Research

Explore writings that deepen understanding of food systems, environmental justice, and community-based learning.

Low-Income Families

Leading Food Access Change

This article explores how low-income families in Duluth, Minnesota, helped design a community meal-kit program to improve healthy eating. By directly engaging participants in designing sustainable solutions, the research shows how community-led approaches more effectively overcome barriers to healthy food access.

How Can Middle-of-the-Chain Organizations Improve Farmer Livelihoods and Reduce Food Insecurity

Agroecological Transition & Food Insecurity in Regional Systems

Using an agroecological framework, this study maps regional food flows to address systemic failures. The authors advocate for building a supportive social infrastructure and "relational spaces" to connect these two disconnected groups. It demonstrates how fostering reciprocal relationships can simultaneously protect regenerative farmers and expand healthy food access.

Defining the Agricultural Landscape of the Lake Superior Region

This research evaluates whether a 15-county region in Northeast Minnesota and Northwest Wisconsin has the land capacity and economic potential to sustainably feed its local population. While the study concludes that the region physically possesses more than enough land to sustain its people, it exposes severe structural gaps, proving that intermediary organizations are the missing link required to make a regional food system viable.

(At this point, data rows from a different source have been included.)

use crate::{
    bot::{Bot, BotLogic},
    error::ApexError,
    services::Services,
};
use apex_execution::order::StrategyId;
use apex_instrument::instrument::{Instrument, InstrumentQuery};
use parking_lot::Mutex;
use std::{
    collections::BTreeMap,
    sync::Arc,
    time::{Duration, Instant},
};
use tracing::{info, warn};

const STOP_TIMEOUT: Duration = Duration::from_secs(10);

/// The strategy shell: a set of per-instrument bots sharing one strategy id.
pub struct Strategy {
    services: Arc<Services>,
    strategy_id: StrategyId,
    bots: Mutex<BTreeMap<Instrument, Bot>>,
}

impl std::fmt::Debug for Strategy {
    fn fmt(&self, f: &mut std::fmt::Formatter<'_>) -> std::fmt::Result {
        f.debug_struct("Strategy")
            .field("strategy_id", &self.strategy_id)
            .field("bots", &self.bots.lock().len())
            .finish()
    }
}

impl Strategy {
    /// Construct with a validated strategy id (the fixed-width order-id prefix).
    pub fn new(services: Arc<Services>, strategy_id: &str) -> Result<Self, ApexError> {
        let strategy_id = StrategyId::new(strategy_id)?;
        Ok(Self {
            services,
            strategy_id,
            bots: Mutex::new(BTreeMap::new()),
        })
    }

    pub fn strategy_id(&self) -> &StrategyId {
        &self.strategy_id
    }

    pub fn services(&self) -> &Arc<Services> {
        &self.services
    }

    /// Create a bot trading `instrument` with the provided logic.
    pub fn create_bot(
        &self,
        instrument: Instrument,
        logic: Box<dyn BotLogic>,
    ) -> Result<(), ApexError> {
        let mut bots = self.bots.lock();
        if bots.contains_key(&instrument) {
            return Err(ApexError::BadConfig(format!(
                "bot already exists for instrument {instrument}"
            )));
        }

        let bot = Bot::new(
            &self.services,
            self.strategy_id.clone(),
            instrument.clone(),
            logic,
        )?;
        bots.insert(instrument, bot);
        Ok(())
    }

    /// Create a bot for an instrument looked up in reference data.
    pub fn create_bot_for(
        &self,
        query: &InstrumentQuery,
        logic: Box<dyn BotLogic>,
    ) -> Result<(), ApexError> {
        let instrument = self.services.ref_data_service().get_instrument(query)?;
        self.create_bot(instrument, logic)
    }

    pub fn bot_count(&self) -> usize {
        self.bots.lock().len()
    }

    /// Initialise every bot, seeding positions restored from persistence.
    pub fn init_bots(&self) -> Result<(), ApexError> {
        let restored = self
            .services
            .persistence_service()
            .restore_instrument_positions(self.strategy_id.as_str())?;

        for (instrument, bot) in self.bots.lock().iter() {
            let startup = restored
                .iter()
                .find(|record| {
                    record.native_symbol == instrument.native_symbol.as_str()
                        && record.exchange == instrument.exchange.as_str()
                })
                .map(|record| record.qty)
                .unwrap_or(0.0);
            bot.init(startup);
        }
        Ok(())
    }

    /// Cooperative stop: request cancels from every bot, then wait for open orders to
    /// reach terminal states. Runs off the event loop so it may wait on event-loop work.
    ///
    /// In backtest mode the loop has already drained by the time this is called, so there
    /// is nothing to wait for.
    pub fn stop(&self) {
        info!(strategy_id = %self.strategy_id, "strategy stopping");

        let bots = self.bots.lock();
        for bot in bots.values() {
            bot.stop();
        }

        if self.services.is_backtest() {
            return;
        }

        let deadline = Instant::now() + STOP_TIMEOUT;
        loop {
            if bots.values().all(|bot| bot.is_stopped()) {
                info!("all bots stopped");
                return;
            }
            if Instant::now() >= deadline {
                let open: usize = bots
                    .values()
                    .map(|bot| bot.core().order_cache().open_order_count())
                    .sum();
                warn!(open_orders = open, "stop timed out with open orders");
                return;
            }
            std::thread::sleep(Duration::from_millis(20));
        }
    }
}
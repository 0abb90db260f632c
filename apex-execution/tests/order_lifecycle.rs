use apex_execution::{
    error::ExecutionError,
    order::{
        CancelState, CloseReason, Order, OrderFill, OrderState, OrderUpdate, StrategyId,
        TimeInForce,
    },
    router::OrderRouter,
    service::OrderService,
};
use apex_instrument::{
    asset::Asset,
    exchange::ExchangeId,
    instrument::{spec::InstrumentSpec, spec::ScaledNum, Instrument, InstrumentKind},
    Side,
};
use apex_integration::{
    event_loop::{BacktestEventLoop, EventLoop},
    time::Time,
};
use parking_lot::Mutex;
use rust_decimal::Decimal;
use std::{str::FromStr, sync::Arc};

#[derive(Debug, Default)]
struct NullRouter;

impl OrderRouter for NullRouter {
    fn send_order(&self, _order: &Arc<Order>) {}

    fn cancel_order(&self, _order: &Arc<Order>) -> Result<(), ExecutionError> {
        Ok(())
    }

    fn is_up(&self) -> bool {
        true
    }
}

fn instrument() -> Instrument {
    Instrument::new(
        InstrumentKind::CoinPair,
        "BTCUSDT.binance",
        Asset::from_parts("BTC", ExchangeId::Binance, 8),
        Asset::from_parts("USDT", ExchangeId::Binance, 8),
        "BTCUSDT",
        ExchangeId::Binance,
        InstrumentSpec::new(
            ScaledNum::new(1, 2),
            ScaledNum::new(1, 4),
            Decimal::new(1, 4),
            Decimal::new(10, 0),
        ),
    )
}

struct Fixture {
    evloop: Arc<BacktestEventLoop>,
    service: Arc<OrderService>,
    strategy: StrategyId,
}

impl Fixture {
    fn new() -> Self {
        let t0 = Time::from_str("2024-02-01T00:00:00").unwrap();
        let evloop = Arc::new(BacktestEventLoop::new(t0));
        let service = OrderService::new(
            Arc::clone(&evloop) as Arc<dyn EventLoop>,
            t0,
        );
        Self {
            evloop,
            service,
            strategy: StrategyId::new("DEMO1").unwrap(),
        }
    }

    fn create_order(&self, side: Side, size: f64, price: f64) -> Arc<Order> {
        self.service
            .create(
                Arc::new(NullRouter),
                instrument(),
                side,
                size,
                price,
                TimeInForce::Gtc,
                &self.strategy,
                None,
            )
            .unwrap()
    }
}

fn live_update(ext: &str) -> OrderUpdate {
    OrderUpdate {
        state: Some(OrderState::Live),
        close_reason: None,
        ext_order_id: ext.to_string(),
    }
}

#[test]
fn test_happy_path_init_sent_live_closed() {
    let fixture = Fixture::new();
    let order = fixture.create_order(Side::Buy, 1.0, 100.0);

    assert_eq!(order.state(), OrderState::Init);
    assert!(order.live_time().is_empty());

    order.send().unwrap();
    assert_eq!(order.state(), OrderState::Sent);
    assert!(!order.sent_time().is_empty());

    order.apply_update(&live_update("X-1"));
    assert_eq!(order.state(), OrderState::Live);
    assert_eq!(order.ext_order_id(), "X-1");
    let live_time = order.live_time();
    assert!(!live_time.is_empty());

    order.apply_fill(OrderFill {
        is_fully_filled: true,
        recv_time: fixture.evloop.time(),
        price: 100.0,
        size: 1.0,
    });
    assert_eq!(order.state(), OrderState::Closed);
    assert_eq!(order.close_reason(), Some(CloseReason::Filled));
    assert_eq!(order.filled_size(), 1.0);

    // live_time is never reset
    assert_eq!(order.live_time(), live_time);
}

#[test]
fn test_send_twice_is_rejected() {
    let fixture = Fixture::new();
    let order = fixture.create_order(Side::Buy, 1.0, 100.0);

    order.send().unwrap();
    assert!(matches!(
        order.send(),
        Err(ExecutionError::SendInvalidState(OrderState::Sent))
    ));
}

#[test]
fn test_exactly_one_transition_into_closed() {
    let fixture = Fixture::new();
    let order = fixture.create_order(Side::Buy, 1.0, 100.0);

    let closes = Arc::new(Mutex::new(0u32));
    let closes_ref = Arc::clone(&closes);
    order.subscribe_events(move |event| {
        if event.flags.is_state_change() && event.new_state == OrderState::Closed {
            *closes_ref.lock() += 1;
        }
    });

    order.send().unwrap();
    order.apply_update(&live_update("X-1"));
    order.set_is_closed(fixture.evloop.time(), CloseReason::Cancelled);

    // further close attempts must not leave or re-enter the terminal state
    order.set_is_closed(fixture.evloop.time(), CloseReason::Error);
    order.apply_update(&live_update("X-2"));
    order.apply_update(&OrderUpdate {
        state: Some(OrderState::Closed),
        close_reason: Some(CloseReason::Lapsed),
        ext_order_id: String::new(),
    });

    assert_eq!(*closes.lock(), 1);
    assert_eq!(order.state(), OrderState::Closed);
    assert_eq!(order.close_reason(), Some(CloseReason::Cancelled));
}

#[test]
fn test_sent_to_closed_on_immediate_reject() {
    let fixture = Fixture::new();
    let order = fixture.create_order(Side::Sell, 2.0, 50.0);

    order.send().unwrap();
    order.set_is_rejected("e0100", "venue says no");

    assert!(order.is_rejected());
    assert_eq!(order.error_code(), "e0100");
    assert_eq!(order.error_text(), "venue says no");
}

#[test]
fn test_live_requires_sent() {
    let fixture = Fixture::new();
    let order = fixture.create_order(Side::Buy, 1.0, 100.0);

    // ack arriving before send must not transition
    order.apply_update(&live_update("X-1"));
    assert_eq!(order.state(), OrderState::Init);
}

#[test]
fn test_filled_size_is_monotonic_and_capped() {
    let fixture = Fixture::new();
    let order = fixture.create_order(Side::Buy, 1.0, 100.0);
    order.send().unwrap();
    order.apply_update(&live_update("X-1"));

    let observed = Arc::new(Mutex::new(Vec::new()));
    let observed_ref = Arc::clone(&observed);
    order.subscribe_events(move |event| {
        if event.flags.is_fill() {
            observed_ref.lock().push(event.order.filled_size());
        }
    });

    let fill = |size: f64, fully: bool| OrderFill {
        is_fully_filled: fully,
        recv_time: fixture.evloop.time(),
        price: 100.0,
        size,
    };

    order.apply_fill(fill(0.25, false));
    order.apply_fill(fill(0.25, false));
    // reports more than remains: capped at the order size
    order.apply_fill(fill(0.75, true));

    let observed = observed.lock().clone();
    assert_eq!(observed, vec![0.25, 0.5, 1.0]);
    assert!(observed.windows(2).all(|w| w[0] <= w[1]));
    assert_eq!(order.filled_size(), 1.0);
    assert_eq!(order.remain_size(), 0.0);
    assert_eq!(order.state(), OrderState::Closed);
    assert_eq!(order.close_reason(), Some(CloseReason::Filled));
}

#[test]
fn test_cancel_reject_leaves_order_state_unchanged() {
    let fixture = Fixture::new();
    let order = fixture.create_order(Side::Buy, 1.0, 100.0);
    order.send().unwrap();
    order.apply_update(&live_update("X-1"));

    assert!(order.cancel());
    assert!(order.is_canceling());

    order.apply_cancel_reject("e0103", "venue cancel reject");
    assert!(order.is_cancel_rejected());
    assert_eq!(order.state(), OrderState::Live);
    assert_eq!(order.error_code(), "e0103");
}

#[test]
fn test_cancel_confirm_sets_cancel_state() {
    let fixture = Fixture::new();
    let order = fixture.create_order(Side::Buy, 1.0, 100.0);
    order.send().unwrap();
    order.apply_update(&live_update("X-1"));

    assert!(order.cancel());
    order.apply_update(&OrderUpdate {
        state: Some(OrderState::Closed),
        close_reason: Some(CloseReason::Cancelled),
        ext_order_id: String::new(),
    });

    assert_eq!(order.cancel_state(), CancelState::Canceled);
    assert_eq!(order.close_reason(), Some(CloseReason::Cancelled));
}

#[test]
fn test_service_registry_and_recent_dead_routing() {
    let fixture = Fixture::new();
    let order = fixture.create_order(Side::Buy, 1.0, 100.0);
    let order_id = order.order_id().as_str().to_string();

    assert_eq!(fixture.service.live_order_count(), 1);
    assert!(fixture.service.find_order(&order_id).is_some());

    order.send().unwrap();
    fixture
        .service
        .route_update_to_order(&order_id, &live_update("X-9"));
    assert!(order.is_live());

    fixture.service.route_fill_to_order(
        &order_id,
        OrderFill {
            is_fully_filled: true,
            recv_time: fixture.evloop.time(),
            price: 100.0,
            size: 1.0,
        },
    );

    // closed orders leave the registry
    assert_eq!(fixture.service.live_order_count(), 0);
    assert!(fixture.service.find_order(&order_id).is_none());

    // a late fill for the recently closed id is dropped silently
    fixture.service.route_fill_to_order(
        &order_id,
        OrderFill {
            is_fully_filled: true,
            recv_time: fixture.evloop.time(),
            price: 100.0,
            size: 1.0,
        },
    );
    assert_eq!(order.filled_size(), 1.0);

    // an id never seen is also safe
    fixture
        .service
        .route_update_to_order("DEMO1ffffffff00000000", &live_update(""));
}

#[test]
fn test_user_data_is_accessible_and_dropped() {
    struct Marker(Arc<Mutex<bool>>);
    impl Drop for Marker {
        fn drop(&mut self) {
            *self.0.lock() = true;
        }
    }

    let dropped = Arc::new(Mutex::new(false));
    let fixture = Fixture::new();
    let order = fixture
        .service
        .create(
            Arc::new(NullRouter),
            instrument(),
            Side::Buy,
            1.0,
            100.0,
            TimeInForce::Gtc,
            &fixture.strategy,
            Some(Box::new(Marker(Arc::clone(&dropped)))),
        )
        .unwrap();

    assert!(order
        .with_user_data::<Marker, bool>(|marker| *marker.0.lock())
        .is_some());

    order.send().unwrap();
    order.set_is_closed(fixture.evloop.time(), CloseReason::Cancelled);
    drop(order);
    assert!(*dropped.lock());
}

This study examines how a collaborative partnership between two Duluth nonprofit organizations creates a viable local food pathway that bridges supply and demand-side system barriers. By acting as a flexible intermediary, this nonprofit model simultaneously protects small farmers from rigid commercial demands while empowering food-insecure consumers to access and utilize healthy, locally grown food.

Cities of Farmers

This research details how early twentieth-century Duluth leaders proactively built a thriving municipal food system from scratch to sustain a rapidly growing industrial workforce. By integrating urban agricultural education, clearing affordable land plots, and launching regional farmers markets, this cross-sector collaboration successfully fed the city-region for decades before mid-century corporate consolidation dismantled it.

Duluth Food Assistance Report

UMD student Gage Amberg designed this report that introduces a systems-based assessment framework to evaluate the strength and interconnectedness of Duluth’s local food assistance ecosystem. Moving beyond traditional household hunger metrics, it analyzes community capacity to help build a more equitable public health infrastructure and address severe neighborhood food insecurity.

Food Forward’s Meal Boxes & Food Security Impact

This article studies a Duluth-based meal box initiative, Food Forward, and shows how home-delivered meal boxes can address multiple dimensions of food security (access, availability, utilization, and stability). It argues that involving community members in planning and operations strengthens outcomes and makes the intervention more sustainable.

Local Food as an Economic Driver

This report demonstrates how shifting food production locally within Minnesota’s Taconite Assistance Area can serve as a powerful economic driver. By modeling various localized production scenarios, the study shows that investing in regional agriculture and distribution infrastructure could retain millions in food spending, create new jobs, and significantly boost the local economy.

85 Years of Farming

This report analyzes agricultural trends across the northern coniferous forest areas of Minnesota, Wisconsin, and Michigan from 1873 to 1958. By examining long-term data on climate, crop yields, livestock production, and farm income, the study documents the historical transition from pioneering timber-land cultivation to mid-century regional farming practices.

More Artifacts to come!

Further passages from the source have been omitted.